当時私がいた化学科では大学3年生時の研究室配属は成績ではなく、話し合いで決めるスタイルでした。決して成績が良くない私は、当時新設される末永研究室に興味を持ちました。末永研では、新しい生物活性物質の発見(新規化合物の単離・構造決定)、またこれら生物活性物質の化学合成(天然物全合成)を主とした研究をされていました。末永研の「海洋生物から発見された化合物が抗がん剤のヒントになるかもしれない」という話が、漠然と人の命に携わる仕事に就きたいという私の思いとつながり、末永研に興味を持ちました。結果、末永研に1期生として入ることが決まり、私の研究生活がスタートしました。
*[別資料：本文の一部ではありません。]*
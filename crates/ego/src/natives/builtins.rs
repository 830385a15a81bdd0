//! Builtin functions bound in the root table.

use super::{NativeCall, expect_args};
use crate::{
    channel::Channel,
    errors::{EgoError, ErrorKind, RunResult},
    value::{Array, Kind, NativeFunction, Type, Value, instance_of},
};

/// Every builtin, ready to be stored in the root table.
pub(crate) fn builtin_functions() -> Vec<NativeFunction> {
    vec![
        NativeFunction::new("len", len, 1, Some(1)),
        NativeFunction::new("append", append, 1, None),
        NativeFunction::new("make", make, 1, Some(2)),
        NativeFunction::new("close", close, 1, Some(1)),
        NativeFunction::new("delete", delete, 2, Some(2)),
        NativeFunction::new("new", new, 1, Some(1)),
        NativeFunction::new("error", error, 1, Some(1)),
    ]
}

/// Length of a string (in bytes), array, map or channel; zero for nil.
fn len(_call: &NativeCall<'_>, args: &[Value]) -> RunResult<Value> {
    let n = match args[0].unwrapped() {
        Value::Null => 0,
        Value::String(s) => s.len(),
        Value::Array(a) => a.len(),
        Value::Map(m) => m.len(),
        Value::Channel(c) => c.len(),
        Value::Struct(s) => s.field_names().len(),
        v => return Err(EgoError::new(ErrorKind::InvalidType).context(v.kind())),
    };
    Ok(Value::from(n))
}

/// A new array holding the elements of the first argument followed by the rest.
///
/// An array argument after the first is spliced in element by element.
fn append(_call: &NativeCall<'_>, args: &[Value]) -> RunResult<Value> {
    let (element_type, mut values) = match args[0].unwrapped() {
        Value::Array(a) => (a.element_type(), a.values()),
        Value::Null => (Type::interface(), Vec::new()),
        v => (Type::interface(), vec![v.clone()]),
    };
    for arg in &args[1..] {
        match arg.unwrapped() {
            Value::Array(a) => values.extend(a.values()),
            v => values.push(v.clone()),
        }
    }
    let result = Array::new(element_type.clone(), Vec::with_capacity(values.len()));
    for v in values {
        let v = if element_type.is_interface() { v } else { element_type.coerce(v)? };
        result.append(v)?;
    }
    Ok(Value::Array(result))
}

/// `make(type, size)`: an array of zero values, a channel, or an empty map.
fn make(_call: &NativeCall<'_>, args: &[Value]) -> RunResult<Value> {
    let size = match args.get(1) {
        Some(v) => v.as_index()?,
        None => 0,
    };
    let t = match args[0].unwrapped() {
        Value::Type(t) => t.clone(),
        v => return Err(EgoError::new(ErrorKind::InvalidType).context(v.kind())),
    };
    match t.base_type().kind() {
        Kind::Array => {
            let element = t.base_type().value_type().cloned().unwrap_or_else(Type::interface);
            let zero = instance_of(&element);
            Ok(Value::Array(Array::filled(element, size, &zero)))
        }
        Kind::Channel => Ok(Value::Channel(Channel::new(size))),
        Kind::Map => Ok(instance_of(&t)),
        other => Err(EgoError::new(ErrorKind::InvalidType).context(other)),
    }
}

fn close(_call: &NativeCall<'_>, args: &[Value]) -> RunResult<Value> {
    match args[0].unwrapped() {
        Value::Channel(c) => Ok(Value::Bool(c.close())),
        v => Err(EgoError::new(ErrorKind::InvalidChannel).context(v.kind())),
    }
}

/// `delete(map, key)`; reports whether the key was present.
fn delete(_call: &NativeCall<'_>, args: &[Value]) -> RunResult<Value> {
    expect_args("delete", args, 2)?;
    match args[0].unwrapped() {
        Value::Map(m) => Ok(Value::Bool(m.delete(&args[1])?)),
        Value::Array(a) => {
            a.delete(args[1].as_index()?)?;
            Ok(Value::Bool(true))
        }
        v => Err(EgoError::new(ErrorKind::InvalidType).context(v.kind())),
    }
}

/// `new(T)` is the zero value of `T`; `new(v)` is a fresh copy of a struct
/// or container value.
fn new(_call: &NativeCall<'_>, args: &[Value]) -> RunResult<Value> {
    Ok(match args[0].unwrapped() {
        Value::Type(t) => instance_of(t),
        Value::Struct(s) => Value::Struct(s.copy()),
        v => v.deep_copy(),
    })
}

fn error(_call: &NativeCall<'_>, args: &[Value]) -> RunResult<Value> {
    Ok(match args[0].unwrapped() {
        Value::Error(e) => Value::Error(e.clone()),
        v => Value::error(EgoError::user(v.to_string())),
    })
}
末永研は当時新設であり、1期生である私たちはエバポレーターの発注から、研究室の立ち上げに携わりました。当時は、末永先生をはじめ助教の照屋 俊明さんに手取り足取り実験のやり方を教えていただき、大変充実した時間を過ごしていたと思います。お二人は、何もわからない私を根気よく教えてくださいました。当時の実験手法は会社に入った後でも体に染みついていて、今でもその手法は変わっておりません。
大学では天然物の全合成を研究していました。一つが、Reidispondiolide Aという天然物で、当時はまだ全合成が達成されておらず、合成ルート立案・先行実験での合成ルートの検証・必要な原料のスケールアップ、とマルチタスクを先生方にサポートいただきながら進めていました。当時、ルートを進めながら並行してスケールアップを行う必要があったのですが、同じテーマになった後輩と分担しながら進めていました。改めて考えてみると、当時からマルチタスクを分担して、計画的に行う仕事のやり方を学んでいたのかもしれません。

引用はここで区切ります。